George Dieten, a local volunteer, creates a sample of the water in a transparent plastic bag. It is cloudy and brown.
“It shouldn’t be that color,” he says. For him this suggests the drain of sediment – and possibly flocculances. These are chemicals used in the construction to bind soil and prevent erosion, but if they escape in the water system, they can make sludge.
QTS says his data centers meet high environmental standards and yield millions in local tax revenues.
Although the construction is often carried out by third -party contractors, local residents are those who remain to tackle the consequences.
“They shouldn’t do it,” says Mr. Rogers. “A larger richer owner has no more ownership rights than a smaller, less rich owner.”
Technical giants say they are aware of the problems and take action.
“Our goal is that by 2030 we will reduce more water to the electricity areas and communities where we exploit data centers than we go out,” says Will Hewes, Global Water Stewardship Lead at Amazon Web Services (AWS), which runs more data centers than any other company worldwide.
He says that AWS is investing in projects such as leak repairs, rainwater collection and the use of treated waste water for cooling. In Virginia, the company works with farmers to reduce the pollution of nutrients in Chesapeake Bay, the largest estuary in the US.
In South Africa and India – where AWS does not use water for cooling – the company is still investing in water access and quality initiatives.
In America, Mr Hewes says, water is only used every year on about 10% of the hottest days.

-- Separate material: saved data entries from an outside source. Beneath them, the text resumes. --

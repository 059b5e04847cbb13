//! Range reads that cross the end of a file or hit a failing stream

use undertow_core::{FileId, OpenFlags, ReadOutcome, ResultCode, VfsConfig};
use undertow_sim::{SimulatedTorrent, StreamProfile};

use crate::support::{borrowed_vfs, database_torrent, patterned};

#[tokio::test(start_paused = true)]
async fn test_read_crossing_eof_is_short_and_zero_filled() {
    let swarm = database_torrent(1000).start_session();
    let vfs = borrowed_vfs(&swarm, VfsConfig::default()).await;
    let id = FileId::new(1);
    let data = patterned(1000);

    assert!(vfs.open(Some("main.db"), id, OpenFlags::READONLY).await.is_ok());

    let mut buf = vec![0xAAu8; 200];
    assert_eq!(vfs.read(id, &mut buf, 900).await, Err(ResultCode::IoErrShortRead));
    assert_eq!(&buf[..100], &data[900..]);
    assert!(buf[100..].iter().all(|&b| b == 0));
}

#[tokio::test(start_paused = true)]
async fn test_full_file_round_trip_in_pages() {
    let swarm = database_torrent(4096 * 3 + 17).start_session();
    let vfs = borrowed_vfs(&swarm, VfsConfig::default()).await;
    let id = FileId::new(1);
    let data = patterned(4096 * 3 + 17);

    vfs.open(Some("main.db"), id, OpenFlags::READONLY).await.unwrap();
    let size = vfs.file_size(id).unwrap();
    assert_eq!(size, data.len() as u64);

    let mut assembled = Vec::new();
    let mut offset = 0u64;
    while offset < size {
        let mut page = vec![0u8; 4096];
        let outcome = vfs.read_at(id, offset, &mut page).await.unwrap();
        let got = outcome.bytes_read(page.len());
        assembled.extend_from_slice(&page[..got]);
        offset += 4096;
    }
    assert_eq!(assembled, data);
}

#[tokio::test(start_paused = true)]
async fn test_read_at_eof_opens_no_stream() {
    let swarm = database_torrent(1000).start_session();
    let vfs = borrowed_vfs(&swarm, VfsConfig::default()).await;
    let id = FileId::new(1);
    vfs.open(Some("main.db"), id, OpenFlags::READONLY).await.unwrap();

    let mut buf = vec![1u8; 10];
    let outcome = vfs.read_at(id, 1000, &mut buf).await.unwrap();
    assert_eq!(outcome, ReadOutcome::Short { bytes_read: 0 });
    assert!(buf.iter().all(|&b| b == 0));
    assert_eq!(swarm.simulated_file("main.db").unwrap().streams_opened(), 0);
}

#[tokio::test]
async fn test_stream_fault_is_read_error() {
    let swarm = SimulatedTorrent::new()
        .file("main.db", patterned(1000))
        .profile(StreamProfile::default().with_chunk_size(64).with_fault_at(300))
        .start_session();
    let vfs = borrowed_vfs(&swarm, VfsConfig::default()).await;
    let id = FileId::new(1);
    vfs.open(Some("main.db"), id, OpenFlags::READONLY).await.unwrap();

    let mut head = vec![0u8; 200];
    assert_eq!(vfs.read(id, &mut head, 0).await, Ok(()));

    let mut across = vec![0u8; 200];
    assert_eq!(vfs.read(id, &mut across, 200).await, Err(ResultCode::IoErrRead));
}

#[tokio::test]
async fn test_unopened_file_id_is_io_error() {
    let swarm = database_torrent(100).start_session();
    let vfs = borrowed_vfs(&swarm, VfsConfig::default()).await;
    let id = FileId::new(99);

    let mut buf = vec![0u8; 10];
    assert_eq!(vfs.read(id, &mut buf, 0).await, Err(ResultCode::IoErrRead));
    assert_eq!(vfs.file_size(id), Err(ResultCode::IoErrFstat));
}

#[tokio::test]
async fn test_size_after_close_is_io_error() {
    let swarm = database_torrent(100).start_session();
    let vfs = borrowed_vfs(&swarm, VfsConfig::default()).await;
    let id = FileId::new(5);

    vfs.open(Some("main.db"), id, OpenFlags::READONLY).await.unwrap();
    assert_eq!(vfs.close(id), ResultCode::Ok);
    assert_eq!(vfs.file_size(id), Err(ResultCode::IoErrFstat));
    assert_eq!(vfs.close(id), ResultCode::Ok);
}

Yet the numbers are correct. A single AI query – for example a request for chatgpt – can use about as much water as a bottle that you buy in the corner store. Multiply that with billions questions per day and the scale becomes clear.

Prof Rajiv Garg gives Cloud Computing at Emory University in Atlanta. He says that these data centers do not disappear – if there is something, they become the backbone of modern life.
“There is no way back,” says Prof Garg.
But there is a path forward. The key, he claims, is long -term thinking: smarter cooling systems, rainwater collection and more efficient infrastructure.
In the short term, data centers will create “a huge tribe”, he admits. But the industry is starting to shift to sustainability.
And yet, that is little comfort for homeowners such as Beverly Morris – stuck between the dream of yesterday and the infrastructure of tomorrow.
Data centers have become more than just a trend in the industry – they are now part of national policy. President Donald Trump recently sworn to build the largest AI infrastructure project in history and to mention “a future driven by American data”.
Back in Georgia, the sun is knocking through thick humidity – a reminder why the state is so attractive for data center developers.
For the locals, the future of Tech is already here. And it’s loud, thirsty and sometimes difficult to live.
As AI grows, the challenge is clear: how the digital world of tomorrow can be switched on without carrying out the most basic source of all – water.